📖 About the Project

🎯 Inspiration

In Peru, the digital divide is more than a statistic; it's a barrier locking millions of rural students out of modern education. While connectivity in rural areas has grown, it still only reaches 55% of the population in 2024. Projects to expand the network are years away (2025-2026), but students need to learn today.

We were inspired by a simple, urgent question: Why should a student's education depend on their internet access? We decided to build a solution that bypasses the connectivity problem entirely, delivering a high-quality, intelligent learning experience to anyone with a basic smartphone.

When Google announced the Built-in AI Challenge 2025 and introduced Gemini Nano, I saw an incredible opportunity to solve these problems while respecting user privacy. The idea of running AI models directly in the browser opened up possibilities for creating a truly private, fast, and accessible learning tool.

💡 What It Does

The AI-Powered Learning Assistant is a comprehensive study companion that helps students and educators:

Core Features (Powered by Gemini Nano - Local Processing)

  1. 📄 PDF Summarization: Upload any study material and get intelligent summaries highlighting key concepts, main ideas, and important takeaways - all processed locally in your browser.

  2. 📝 Exercise Generation: Create five different types of practice exercises:

    • Multiple Choice questions with detailed explanations
    • True/False statements for quick review
    • Fill in the Blanks for active recall
    • Short Answer questions for deeper understanding
    • Matching exercises to connect related concepts

Each exercise includes difficulty levels, correct answers, explanations, and learning objectives.

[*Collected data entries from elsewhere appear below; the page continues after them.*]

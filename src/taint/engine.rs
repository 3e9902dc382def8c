//! The taint engine proper: per-instruction taint propagation driven by a
//! dispatch table keyed on opcode, honoring `TaintRules` for
//! address-register taint. Ported from `taintengine.cpp::OnExecuteTrace`,
//! `DoTaint`, `TryGetMemRegion`.

use crate::disasm::inst::{ArgKind, ArgType, Inst};
use crate::error::TaintError;
use crate::host::ProcessorView;
use crate::taint::cputaint::{Gpr, ProcessorTaint};
use crate::taint::memtaint::MemoryTaint;
use crate::taint::rules::TaintRules;
use crate::taint::snapshot::TSnapshot;
use crate::taint::value::{extend, shrink, Taint, Taint1, Taint16, Taint2, Taint4, Taint8, TaintDesc, WIDTH};
use crate::trace::ExecFlags;

use anyhow::Result;

/// A taint value of one of the five lane widths the instruction set uses.
/// Exists because `TaintN<N>`'s `N` is a compile-time constant but operand
/// width is only known at decode time.
#[derive(Debug, Clone, Copy, PartialEq, Eq)]
pub enum TaintValue {
    B1(Taint1),
    B2(Taint2),
    B4(Taint4),
    B8(Taint8),
    B16(Taint16),
}

impl TaintValue {
    pub fn zero(size_bits: u32) -> Self {
        match size_bits {
            8 => TaintValue::B1(Taint1::default()),
            16 => TaintValue::B2(Taint2::default()),
            64 => TaintValue::B8(Taint8::default()),
            128 => TaintValue::B16(Taint16::default()),
            _ => TaintValue::B4(Taint4::default()),
        }
    }

    pub fn single(t: Taint) -> Self {
        TaintValue::B1(Taint1::single(t))
    }

    pub fn shrink1(&self) -> Taint1 {
        match *self {
            TaintValue::B1(v) => v,
            TaintValue::B2(v) => shrink(v),
            TaintValue::B4(v) => shrink(v),
            TaintValue::B8(v) => shrink(v),
            TaintValue::B16(v) => shrink(v),
        }
    }

    pub fn is_any_tainted(&self) -> bool {
        match self {
            TaintValue::B1(v) => v.is_any_tainted(),
            TaintValue::B2(v) => v.is_any_tainted(),
            TaintValue::B4(v) => v.is_any_tainted(),
            TaintValue::B8(v) => v.is_any_tainted(),
            TaintValue::B16(v) => v.is_any_tainted(),
        }
    }

    /// Lane-wise OR. Panics if the two values aren't the same width — the
    /// dispatch layer never ORs mismatched operand sizes.
    pub fn or(&self, other: &Self) -> Self {
        match (*self, *other) {
            (TaintValue::B1(a), TaintValue::B1(b)) => TaintValue::B1(a | b),
            (TaintValue::B2(a), TaintValue::B2(b)) => TaintValue::B2(a | b),
            (TaintValue::B4(a), TaintValue::B4(b)) => TaintValue::B4(a | b),
            (TaintValue::B8(a), TaintValue::B8(b)) => TaintValue::B8(a | b),
            (TaintValue::B16(a), TaintValue::B16(b)) => TaintValue::B16(a | b),
            _ => panic!("TaintValue::or on mismatched widths"),
        }
    }

    /// `Extend<N>`: replicate a single-lane taint to this value's width.
    pub fn extend_from(size_bits: u32, t: Taint1) -> Self {
        match size_bits {
            8 => TaintValue::B1(t),
            16 => TaintValue::B2(extend(t)),
            64 => TaintValue::B8(extend(t)),
            128 => TaintValue::B16(extend(t)),
            _ => TaintValue::B4(extend(t)),
        }
    }

    pub fn size_bits(&self) -> u32 {
        match self {
            TaintValue::B1(_) => 8,
            TaintValue::B2(_) => 16,
            TaintValue::B4(_) => 32,
            TaintValue::B8(_) => 64,
            TaintValue::B16(_) => 128,
        }
    }
}

impl std::ops::BitOr for TaintValue {
    type Output = TaintValue;
    fn bitor(self, rhs: TaintValue) -> TaintValue {
        self.or(&rhs)
    }
}

pub type HandlerFn = fn(&mut TaintEngine, &Inst, &dyn ProcessorView, ExecFlags) -> Result<()>;

/// The full taint state: CPU bank, memory store, and the `WIDTH`-slot
/// taint-source descriptor table.
pub struct TaintEngine {
    pub cpu: ProcessorTaint,
    pub mem: MemoryTaint,
    pub desc: [TaintDesc; WIDTH],
    pub count: usize,
    pub rules: TaintRules,
}

impl TaintEngine {
    pub fn new(rules: TaintRules) -> Self {
        TaintEngine {
            cpu: ProcessorTaint::new(),
            mem: MemoryTaint::new(),
            desc: [TaintDesc::default(); WIDTH],
            count: 0,
            rules,
        }
    }

    /// Allocates the next unused taint-source bit and attributes it to
    /// `source_addr`. Fails once all `WIDTH` sources are in use (spec §4.1:
    /// sources are never recycled).
    pub fn introduce_taint(&mut self, source_addr: u32) -> Result<Taint, TaintError> {
        if self.count >= WIDTH {
            return Err(TaintError::TooManyTaintSources { max: WIDTH });
        }
        let idx = self.count;
        self.desc[idx] = TaintDesc { source_addr };
        self.count += 1;
        let mut t = Taint::new();
        t.set(idx);
        Ok(t)
    }

    pub fn snapshot(&self) -> TSnapshot {
        TSnapshot::capture(self.count, &self.desc, &self.cpu, &self.mem)
    }

    pub fn restore(&mut self, snap: &TSnapshot) {
        self.count = snap.count;
        self.desc = snap.desc;
        self.cpu.copy_from(&snap.cpu);
        self.mem.copy_from(&snap.mem);
    }

    /// The taint sources described by the `len` bits of `taint` starting at
    /// `offset`, as concrete addresses. Mirrors `TryGetMemRegion`'s
    /// precondition: `offset + len` must not exceed the number of sources
    /// introduced so far.
    pub fn try_get_mem_region(&self, offset: usize, len: usize) -> Result<Vec<u32>, TaintError> {
        if offset + len > self.count {
            return Err(TaintError::RegionOutOfRange {
                offset,
                len,
                count: self.count,
            });
        }
        Ok((offset..offset + len).map(|i| self.desc[i].source_addr).collect())
    }

    fn effective_addr(&self, mem: &crate::disasm::inst::MemOperand, proc: &dyn ProcessorView) -> u32 {
        let mut addr = mem.displacement as u32;
        if let Some(base) = mem.base {
            addr = addr.wrapping_add(proc.gpr(base));
        }
        if let Some(index) = mem.index {
            addr = addr.wrapping_add(proc.gpr(index).wrapping_mul(mem.scale.max(1) as u32));
        }
        addr
    }

    /// `GetTaintAddressingReg`: OR of the taint carried by the base/index
    /// registers used in a memory operand's addressing, gated on
    /// `TaintRules::LOADADDRREG`/`SAVEADDRREG`.
    fn addressing_taint(&self, mem: &crate::disasm::inst::MemOperand) -> Taint1 {
        let mut acc = Taint::new();
        if let Some(base) = mem.base {
            acc |= shrink(self.cpu.gpr32(base)).value();
        }
        if let Some(index) = mem.index {
            acc |= shrink(self.cpu.gpr32(index)).value();
        }
        Taint1::single(acc)
    }

    fn gpr_value(&self, reg: Gpr, high_byte: bool, size: u32) -> TaintValue {
        match size {
            8 => TaintValue::single(self.cpu.gpr8(reg, high_byte)),
            16 => TaintValue::B2(self.cpu.gpr16(reg)),
            _ => TaintValue::B4(self.cpu.gpr32(reg)),
        }
    }

    fn set_gpr_value(&mut self, reg: Gpr, high_byte: bool, val: TaintValue) {
        match val {
            TaintValue::B1(v) => self.cpu.set_gpr8(reg, high_byte, v.value()),
            TaintValue::B2(v) => self.cpu.set_gpr16(reg, v),
            TaintValue::B4(v) => self.cpu.set_gpr32(reg, v),
            _ => {}
        }
    }

    /// `GetTaint<N>`: reads the taint of an operand, whatever its kind.
    pub fn get(&self, arg: &ArgType, proc: &dyn ProcessorView) -> TaintValue {
        match &arg.kind {
            ArgKind::Gpr { reg, high_byte } => self.gpr_value(*reg, *high_byte, arg.size),
            ArgKind::Mm(i) => TaintValue::B8(self.cpu.mm[*i]),
            ArgKind::Xmm(i) => TaintValue::B16(self.cpu.xmm[*i]),
            ArgKind::Eip => TaintValue::B4(self.cpu.eip),
            ArgKind::Flags => {
                let mut acc = Taint::new();
                for f in crate::taint::cputaint::ALL_FLAGS {
                    acc |= self.cpu.flag(f).value();
                }
                TaintValue::single(acc)
            }
            ArgKind::Memory(mem) => {
                let addr = self.effective_addr(mem, proc);
                let mut val = match arg.size {
                    8 => TaintValue::B1(self.mem.get::<1>(addr)),
                    16 => TaintValue::B2(self.mem.get::<2>(addr)),
                    64 => TaintValue::B8(self.mem.get::<8>(addr)),
                    128 => TaintValue::B16(self.mem.get::<16>(addr)),
                    _ => TaintValue::B4(self.mem.get::<4>(addr)),
                };
                if self.rules.contains(TaintRules::LOADADDRREG) {
                    let addr_taint = self.addressing_taint(mem);
                    val = val.or(&TaintValue::extend_from(arg.size, addr_taint));
                }
                val
            }
            ArgKind::Immediate(_) => TaintValue::zero(arg.size),
        }
    }

    /// `SetTaint<N>`: writes the taint of an operand. Writing to an
    /// immediate is a dispatch-layer bug (immediates aren't assignable),
    /// so it's silently ignored rather than erroring.
    pub fn set(&mut self, arg: &ArgType, val: TaintValue, proc: &dyn ProcessorView) {
        match &arg.kind {
            ArgKind::Gpr { reg, high_byte } => self.set_gpr_value(*reg, *high_byte, val),
            ArgKind::Mm(i) => {
                if let TaintValue::B8(v) = val {
                    self.cpu.mm[*i] = v;
                }
            }
            ArgKind::Xmm(i) => {
                if let TaintValue::B16(v) = val {
                    self.cpu.xmm[*i] = v;
                }
            }
            ArgKind::Eip => {
                if let TaintValue::B4(v) = val {
                    self.cpu.eip = v;
                }
            }
            ArgKind::Flags => self.cpu.set_all_flags(val.shrink1()),
            ArgKind::Memory(mem) => {
                let addr = self.effective_addr(mem, proc);
                let mut val = val;
                if self.rules.contains(TaintRules::SAVEADDRREG) {
                    let addr_taint = self.addressing_taint(mem);
                    val = val.or(&TaintValue::extend_from(arg.size, addr_taint));
                }
                match val {
                    TaintValue::B1(v) => self.mem.set::<1>(addr, v),
                    TaintValue::B2(v) => self.mem.set::<2>(addr, v),
                    TaintValue::B4(v) => self.mem.set::<4>(addr, v),
                    TaintValue::B8(v) => self.mem.set::<8>(addr, v),
                    TaintValue::B16(v) => self.mem.set::<16>(addr, v),
                }
            }
            ArgKind::Immediate(_) => {}
        }
    }

    /// Raw memory taint read, independent of any `ArgType` — used by the
    /// string-instruction handlers, which address through ESI/EDI rather
    /// than a decoded memory operand.
    pub fn mem_get(&self, addr: u32, size_bits: u32) -> TaintValue {
        match size_bits {
            8 => TaintValue::B1(self.mem.get::<1>(addr)),
            16 => TaintValue::B2(self.mem.get::<2>(addr)),
            64 => TaintValue::B8(self.mem.get::<8>(addr)),
            128 => TaintValue::B16(self.mem.get::<16>(addr)),
            _ => TaintValue::B4(self.mem.get::<4>(addr)),
        }
    }

    pub fn mem_set(&mut self, addr: u32, val: TaintValue) {
        match val {
            TaintValue::B1(v) => self.mem.set::<1>(addr, v),
            TaintValue::B2(v) => self.mem.set::<2>(addr, v),
            TaintValue::B4(v) => self.mem.set::<4>(addr, v),
            TaintValue::B8(v) => self.mem.set::<8>(addr, v),
            TaintValue::B16(v) => self.mem.set::<16>(addr, v),
        }
    }

    /// Top-level entry point: dispatches `inst` to its propagation handler.
    /// Unhandled opcodes are a no-op (spec §4.4: "unmodeled instructions
    /// leave taint state unchanged"). `exec_flags` is the TContext exec-flag
    /// bitset (`WINAPI_CALL`/`WINAPI_JMP`/…) the caller has already
    /// determined for this step, passed through so handlers like CALL/JMP
    /// abs can honor the spec's "unless WINAPI_*" veto.
    pub fn on_execute_trace(&mut self, inst: &Inst, proc: &dyn ProcessorView, exec_flags: ExecFlags) -> Result<()> {
        if let Some(handler) = dispatch(inst) {
            handler(self, inst, proc, exec_flags)?;
        }
        Ok(())
    }
}

/// Opcode-keyed dispatch. Implemented as a match over mnemonic rather than
/// a literal `[Option<HandlerFn>; 256]` array, since `Inst::mnemonic` is
/// already the disambiguated, decoder-independent name; the compiler lowers
/// this to the same jump-table shape the original's per-opcode array gave.
fn dispatch(inst: &Inst) -> Option<HandlerFn> {
    use crate::taint::propagate as p;

    if inst.is_invalid {
        return None;
    }

    Some(match inst.mnemonic.as_str() {
        "mov" | "movd" | "movq" | "movaps" | "movups" | "movdqa" | "movdqu" => p::handle_mov,
        "lea" => p::handle_lea,
        "push" => p::handle_push,
        "pop" => p::handle_pop,
        "xchg" => p::handle_xchg,
        "xor" | "pxor" => p::handle_xor,
        "or" | "and" | "add" | "sub" | "por" | "pand" | "paddb" | "paddw" | "paddd" | "paddq" => {
            p::handle_default_binop
        }
        "adc" => p::handle_adc,
        "sbb" => p::handle_sbb,
        "cmp" | "test" => p::handle_cmp_test,
        "cmpsb" | "cmpsw" | "cmpsd" | "cmpsq" => p::handle_cmps,
        "inc" | "dec" => p::handle_inc_dec,
        "movsb" | "movsw" | "movsq" => p::handle_movs,
        "stosb" | "stosw" | "stosd" | "stosq" => p::handle_stos,
        "lodsb" | "lodsw" | "lodsd" | "lodsq" => p::handle_lods,
        "scasb" | "scasw" | "scasd" | "scasq" => p::handle_scas,
        "movzx" => p::handle_movzx,
        "movsx" | "movsxd" => p::handle_movsx,
        "bswap" => p::handle_bswap,
        "imul" => p::handle_imul,
        "mul" => p::handle_mul,
        "div" => p::handle_div,
        "idiv" => p::handle_idiv,
        "shl" | "sal" | "shr" | "sar" | "rol" | "ror" | "rcl" | "rcr" => p::handle_shift_rotate,
        "shld" => p::handle_shld,
        "shrd" => p::handle_shrd,
        "call" => p::handle_call,
        "ret" | "retf" => p::handle_ret,
        "jmp" => p::handle_jmp,
        m if m.starts_with('j') && m != "jmp" => p::handle_cjmp,
        "loop" | "loope" | "loopne" => p::handle_cjmp,
        m if m.starts_with("set") => p::handle_setcc,
        m if m.starts_with("cmov") => p::handle_cmovcc,
        "sahf" => p::handle_sahf,
        "cbw" | "cwde" | "cdqe" => p::handle_cbw,
        "cwd" | "cdq" | "cqo" => p::handle_cdq,
        "cpuid" => p::handle_cpuid,
        "cmpxchg" => p::handle_cmpxchg,
        "xadd" => p::handle_xadd,
        "clc" | "stc" | "cld" | "std" => p::handle_flag_const,
        "nop" => p::handle_nop,
        _ => return None,
    })
}
/// One raw step of the demonstration tracer, kept for the binary's
/// `--dump-raw` parity mode alongside the archive contract.
#[derive(Debug, Serialize)]
pub struct Step {
    instr: Vec<u8>,
    regs: RegisterFile,
    hints: Vec<MemoryHint>,
}

/// The (usermode) register file. Only the standard addressable registers,
/// plus `RFLAGS`, are tracked; all segment base addresses are assumed `0`
/// except `FSBASE`/`GSBASE`.
#[derive(Clone, Copy, Debug, Default, Serialize)]
pub struct RegisterFile {
    rax: u64,
    rbx: u64,
    rcx: u64,
    rdx: u64,
    rsi: u64,
    rdi: u64,
    rsp: u64,
    rbp: u64,
    r8: u64,
    r9: u64,
    r10: u64,
    r11: u64,
    r12: u64,
    r13: u64,
    r14: u64,
    r15: u64,
    rip: u64,
    rflags: u64,
    fs_base: u64,
    gs_base: u64,
}

impl RegisterFile {
    /// Given a symbolic iced-x86 register, concretize it against the register file.
    /// Untracked registers result in an `Err` result.
    fn value(&self, reg: Register) -> Result<u64> {
        match reg {
            Register::AL => Ok((self.rax as u8).into()),
            Register::BL => Ok((self.rbx as u8).into()),
            Register::CL => Ok((self.rcx as u8).into()),
            Register::DL => Ok((self.rdx as u8).into()),
            Register::AH => Ok(((self.rax >> 8) as u8).into()),
            Register::BH => Ok(((self.rbx >> 8) as u8).into()),
            Register::CH => Ok(((self.rcx >> 8) as u8).into()),
            Register::DH => Ok(((self.rdx >> 8) as u8).into()),

            Register::AX => Ok((self.rax as u16).into()),
            Register::BX => Ok((self.rbx as u16).into()),
            Register::CX => Ok((self.rcx as u16).into()),
            Register::DX => Ok((self.rdx as u16).into()),
            Register::SI => Ok((self.rsi as u16).into()),
            Register::DI => Ok((self.rdi as u16).into()),
            Register::SP => Ok((self.rsp as u16).into()),
            Register::BP => Ok((self.rbp as u16).into()),

            Register::EAX => Ok((self.rax as u32).into()),
            Register::EBX => Ok((self.rbx as u32).into()),
            Register::ECX => Ok((self.rcx as u32).into()),
            Register::EDX => Ok((self.rdx as u32).into()),
            Register::ESI => Ok((self.rsi as u32).into()),
            Register::EDI => Ok((self.rdi as u32).into()),
            Register::ESP => Ok((self.rsp as u32).into()),
            Register::EBP => Ok((self.rbp as u32).into()),
            Register::EIP => Ok((self.rip as u32).into()),

            Register::RAX => Ok(self.rax),
            Register::RBX => Ok(self.rbx),
            Register::RCX => Ok(self.rcx),
            Register::RDX => Ok(self.rdx),
            Register::RSI => Ok(self.rsi),
            Register::RDI => Ok(self.rdi),
            Register::RSP => Ok(self.rsp),
            Register::RBP => Ok(self.rbp),
            Register::R8 => Ok(self.r8),
            Register::R9 => Ok(self.r9),
            Register::R10 => Ok(self.r10),
            Register::R11 => Ok(self.r11),
            Register::R12 => Ok(self.r12),
            Register::R13 => Ok(self.r13),
            Register::R14 => Ok(self.r14),
            Register::R15 => Ok(self.r15),
            Register::RIP => Ok(self.rip),

            Register::FS => Ok(self.fs_base),
            Register::GS => Ok(self.gs_base),
            Register::SS | Register::CS | Register::DS | Register::ES => Ok(0),

            _ => Err(anyhow!("untracked register requested: {:?}", reg)),
        }
    }
}

impl From<libc::user_regs_struct> for RegisterFile {
    fn from(user_regs: libc::user_regs_struct) -> Self {
        Self {
            rax: user_regs.rax,
            rbx: user_regs.rbx,
            rcx: user_regs.rcx,
            rdx: user_regs.rdx,
            rsi: user_regs.rsi,
            rdi: user_regs.rdi,
            rsp: user_regs.rsp,
            rbp: user_regs.rbp,
            r8: user_regs.r8,
            r9: user_regs.r9,
            r10: user_regs.r10,
            r11: user_regs.r11,
            r12: user_regs.r12,
            r13: user_regs.r13,
            r14: user_regs.r14,
            r15: user_regs.r15,
            rip: user_regs.rip,
            rflags: user_regs.eflags,
            fs_base: user_regs.fs_base,
            gs_base: user_regs.gs_base,
        }
    }
}

/// An actively traced program, in some indeterminate state. Tracees are
/// associated with their parent `Tracer`.
pub struct Tracee<'a> {
    terminated: bool,
    tracee_pid: Pid,
    tracer: &'a Tracer,
    info_factory: InstructionInfoFactory,
    register_file: RegisterFile,
    executable_pages: RangeMap<u64, Vec<u8>>,
}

  1. 🎴 Flashcard Creation: Generate smart flashcards from any document with:
    • Automatic key term extraction
    • Topic and subtopic organization
    • Difficulty levels
    • Tags for categorization
    • Detailed explanations

Additional Features (Powered by Gemini API)

  1. 🗺️ Learning Roadmaps: Create personalized learning paths with milestone tracking and prerequisite mapping.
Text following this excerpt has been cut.